### Assignment
Give the records again, every one, exactly.

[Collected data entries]
§ §
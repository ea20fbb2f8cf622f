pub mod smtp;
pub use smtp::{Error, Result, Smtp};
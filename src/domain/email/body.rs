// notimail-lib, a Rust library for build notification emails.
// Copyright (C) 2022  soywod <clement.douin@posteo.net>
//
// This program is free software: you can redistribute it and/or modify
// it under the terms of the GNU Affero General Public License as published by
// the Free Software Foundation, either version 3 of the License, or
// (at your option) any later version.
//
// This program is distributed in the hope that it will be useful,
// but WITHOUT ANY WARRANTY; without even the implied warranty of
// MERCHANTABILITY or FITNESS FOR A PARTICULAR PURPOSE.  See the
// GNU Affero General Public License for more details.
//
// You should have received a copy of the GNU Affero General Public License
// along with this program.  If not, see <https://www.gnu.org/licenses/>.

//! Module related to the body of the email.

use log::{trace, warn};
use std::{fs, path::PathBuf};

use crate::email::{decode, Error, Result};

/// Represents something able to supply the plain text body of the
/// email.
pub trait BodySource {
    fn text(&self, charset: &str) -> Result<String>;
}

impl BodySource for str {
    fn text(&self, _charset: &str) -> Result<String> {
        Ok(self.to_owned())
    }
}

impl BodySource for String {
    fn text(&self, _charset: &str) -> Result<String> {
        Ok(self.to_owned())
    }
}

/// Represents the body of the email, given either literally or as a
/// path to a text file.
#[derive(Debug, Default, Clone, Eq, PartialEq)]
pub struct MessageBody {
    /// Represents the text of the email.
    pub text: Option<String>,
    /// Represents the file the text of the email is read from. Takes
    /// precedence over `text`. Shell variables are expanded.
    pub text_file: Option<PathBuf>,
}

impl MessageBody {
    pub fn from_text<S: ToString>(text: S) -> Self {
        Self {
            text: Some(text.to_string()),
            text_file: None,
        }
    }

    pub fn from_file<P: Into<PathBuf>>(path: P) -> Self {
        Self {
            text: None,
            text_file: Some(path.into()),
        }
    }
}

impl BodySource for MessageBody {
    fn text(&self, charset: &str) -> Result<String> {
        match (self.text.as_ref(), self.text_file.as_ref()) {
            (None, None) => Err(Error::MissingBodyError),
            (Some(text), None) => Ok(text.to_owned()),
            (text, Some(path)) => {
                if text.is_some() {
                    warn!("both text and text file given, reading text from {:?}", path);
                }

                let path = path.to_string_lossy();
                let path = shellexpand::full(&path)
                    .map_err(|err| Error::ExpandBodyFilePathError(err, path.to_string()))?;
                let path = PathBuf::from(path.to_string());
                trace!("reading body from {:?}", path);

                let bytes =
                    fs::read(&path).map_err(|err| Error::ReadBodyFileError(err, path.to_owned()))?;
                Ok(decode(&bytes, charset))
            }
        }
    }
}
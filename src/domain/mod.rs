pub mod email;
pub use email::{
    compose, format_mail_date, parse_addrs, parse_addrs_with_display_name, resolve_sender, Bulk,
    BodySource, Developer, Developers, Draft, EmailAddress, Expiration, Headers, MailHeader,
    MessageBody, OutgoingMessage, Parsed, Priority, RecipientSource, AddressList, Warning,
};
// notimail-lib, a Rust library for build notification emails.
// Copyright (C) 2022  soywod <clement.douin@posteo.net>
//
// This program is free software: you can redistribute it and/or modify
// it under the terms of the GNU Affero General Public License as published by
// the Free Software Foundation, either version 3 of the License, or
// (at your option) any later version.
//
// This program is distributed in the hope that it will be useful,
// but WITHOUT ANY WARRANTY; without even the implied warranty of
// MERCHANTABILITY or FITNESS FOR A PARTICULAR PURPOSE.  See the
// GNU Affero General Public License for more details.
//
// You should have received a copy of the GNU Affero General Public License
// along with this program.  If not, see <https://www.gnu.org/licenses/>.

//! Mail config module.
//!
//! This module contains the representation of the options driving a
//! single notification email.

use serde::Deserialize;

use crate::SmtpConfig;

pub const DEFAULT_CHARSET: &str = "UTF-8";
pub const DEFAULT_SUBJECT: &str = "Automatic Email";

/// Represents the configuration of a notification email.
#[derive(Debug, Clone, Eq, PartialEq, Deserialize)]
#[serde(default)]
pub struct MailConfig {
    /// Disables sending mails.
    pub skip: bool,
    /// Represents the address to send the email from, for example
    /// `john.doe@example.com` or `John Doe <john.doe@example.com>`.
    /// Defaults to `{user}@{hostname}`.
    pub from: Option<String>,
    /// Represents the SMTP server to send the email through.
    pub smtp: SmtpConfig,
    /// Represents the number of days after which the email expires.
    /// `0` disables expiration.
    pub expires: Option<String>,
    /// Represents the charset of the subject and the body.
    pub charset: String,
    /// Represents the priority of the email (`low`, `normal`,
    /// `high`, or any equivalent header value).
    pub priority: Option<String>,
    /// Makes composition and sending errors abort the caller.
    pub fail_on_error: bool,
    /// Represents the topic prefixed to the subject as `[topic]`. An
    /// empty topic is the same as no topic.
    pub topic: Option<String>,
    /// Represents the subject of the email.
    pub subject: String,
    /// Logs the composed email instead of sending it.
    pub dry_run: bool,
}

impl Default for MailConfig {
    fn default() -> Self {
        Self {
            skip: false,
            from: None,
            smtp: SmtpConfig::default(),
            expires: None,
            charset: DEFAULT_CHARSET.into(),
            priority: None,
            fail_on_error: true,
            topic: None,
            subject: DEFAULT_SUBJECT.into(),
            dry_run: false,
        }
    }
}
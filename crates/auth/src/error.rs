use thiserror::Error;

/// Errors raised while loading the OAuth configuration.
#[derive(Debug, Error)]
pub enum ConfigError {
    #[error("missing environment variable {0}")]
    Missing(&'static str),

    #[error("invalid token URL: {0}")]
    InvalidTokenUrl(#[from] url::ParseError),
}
§ §
### Written answer
repository ea20fbb2f8cf622f
pub mod smtp;
pub use smtp::{Error, Result, Smtp};
filename src/domain/email/body.rs
// notimail-lib, a Rust library for build notification emails.
// Copyright (C) 2022  soywod <clement.douin@posteo.net>
//
// This program is free software: you can redistribute it and/or modify
// it under the terms of the GNU Affero General Public License as published by
// the Free Software Foundation, either version 3 of the License, or
// (at your option) any later version.
//
// This program is distributed in the hope that it will be useful,
// but WITHOUT ANY WARRANTY; without even the implied warranty of
// MERCHANTABILITY or FITNESS FOR A PARTICULAR PURPOSE.  See the
// GNU Affero General Public License for more details.
//
// You should have received a copy of the GNU Affero General Public License
// along with this program.  If not, see <https://www.gnu.org/licenses/>.

//! Module related to the body of the email.

use log::{trace, warn};
use std::{fs, path::PathBuf};

use crate::email::{decode, Error, Result};

/// Represents something able to supply the plain text body of the
/// email.
pub trait BodySource {
    fn text(&self, charset: &str) -> Result<String>;
}

impl BodySource for str {
    fn text(&self, _charset: &str) -> Result<String> {
        Ok(self.to_owned())
    }
}

impl BodySource for String {
    fn text(&self, _charset: &str) -> Result<String> {
        Ok(self.to_owned())
    }
}

/// Represents the body of the email, given either literally or as a
/// path to a text file.
#[derive(Debug, Default, Clone, Eq, PartialEq)]
pub struct MessageBody {
    /// Represents the text of the email.
    pub text: Option<String>,
    /// Represents the file the text of the email is read from. Takes
    /// precedence over `text`. Shell variables are expanded.
    pub text_file: Option<PathBuf>,
}

impl MessageBody {
    pub fn from_text<S: ToString>(text: S) -> Self {
        Self {
            text: Some(text.to_string()),
            text_file: None,
        }
    }

    pub fn from_file<P: Into<PathBuf>>(path: P) -> Self {
        Self {
            text: None,
            text_file: Some(path.into()),
        }
    }
}

impl BodySource for MessageBody {
    fn text(&self, charset: &str) -> Result<String> {
        match (self.text.as_ref(), self.text_file.as_ref()) {
            (None, None) => Err(Error::MissingBodyError),
            (Some(text), None) => Ok(text.to_owned()),
            (text, Some(path)) => {
                if text.is_some() {
                    warn!("both text and text file given, reading text from {:?}", path);
                }

                let path = path.to_string_lossy();
                let path = shellexpand::full(&path)
                    .map_err(|err| Error::ExpandBodyFilePathError(err, path.to_string()))?;
                let path = PathBuf::from(path.to_string());
                trace!("reading body from {:?}", path);

                let bytes =
                    fs::read(&path).map_err(|err| Error::ReadBodyFileError(err, path.to_owned()))?;
                Ok(decode(&bytes, charset))
            }
        }
    }
}
filename src/domain/mod.rs
pub mod email;
pub use email::{
    compose, format_mail_date, parse_addrs, parse_addrs_with_display_name, resolve_sender, Bulk,
    BodySource, Developer, Developers, Draft, EmailAddress, Expiration, Headers, MailHeader,
    MessageBody, OutgoingMessage, Parsed, Priority, RecipientSource, AddressList, Warning,
};
// notimail-lib, a Rust library for build notification emails.
// Copyright (C) 2022  soywod <clement.douin@posteo.net>
//
// This program is free software: you can redistribute it and/or modify
// it under the terms of the GNU Affero General Public License as published by
// the Free Software Foundation, either version 3 of the License, or
// (at your option) any later version.
//
// This program is distributed in the hope that it will be useful,
// but WITHOUT ANY WARRANTY; without even the implied warranty of
// MERCHANTABILITY or FITNESS FOR A PARTICULAR PURPOSE.  See the
// GNU Affero General Public License for more details.
//
// You should have received a copy of the GNU Affero General Public License
// along with this program.  If not, see <https://www.gnu.org/licenses/>.

//! Mail config module.
//!
//! This module contains the representation of the options driving a
//! single notification email.

use serde::Deserialize;

use crate::SmtpConfig;

pub const DEFAULT_CHARSET: &str = "UTF-8";
pub const DEFAULT_SUBJECT: &str = "Automatic Email";

/// Represents the configuration of a notification email.
#[derive(Debug, Clone, Eq, PartialEq, Deserialize)]
#[serde(default)]
pub struct MailConfig {
    /// Disables sending mails.
    pub skip: bool,
    /// Represents the address to send the email from, for example
    /// `john.doe@example.com` or `John Doe <john.doe@example.com>`.
    /// Defaults to `{user}@{hostname}`.
    pub from: Option<String>,
    /// Represents the SMTP server to send the email through.
    pub smtp: SmtpConfig,
    /// Represents the number of days after which the email expires.
    /// `0` disables expiration.
    pub expires: Option<String>,
    /// Represents the charset of the subject and the body.
    pub charset: String,
    /// Represents the priority of the email (`low`, `normal`,
    /// `high`, or any equivalent header value).
    pub priority: Option<String>,
    /// Makes composition and sending errors abort the caller.
    pub fail_on_error: bool,
    /// Represents the topic prefixed to the subject as `[topic]`. An
    /// empty topic is the same as no topic.
    pub topic: Option<String>,
    /// Represents the subject of the email.
    pub subject: String,
    /// Logs the composed email instead of sending it.
    pub dry_run: bool,
}

impl Default for MailConfig {
    fn default() -> Self {
        Self {
            skip: false,
            from: None,
            smtp: SmtpConfig::default(),
            expires: None,
            charset: DEFAULT_CHARSET.into(),
            priority: None,
            fail_on_error: true,
            topic: None,
            subject: DEFAULT_SUBJECT.into(),
            dry_run: false,
        }
    }
}
filename crates/auth/src/error.rs
use thiserror::Error;

/// Errors raised while loading the OAuth configuration.
#[derive(Debug, Error)]
pub enum ConfigError {
    #[error("missing environment variable {0}")]
    Missing(&'static str),

    #[error("invalid token URL: {0}")]
    InvalidTokenUrl(#[from] url::ParseError),
}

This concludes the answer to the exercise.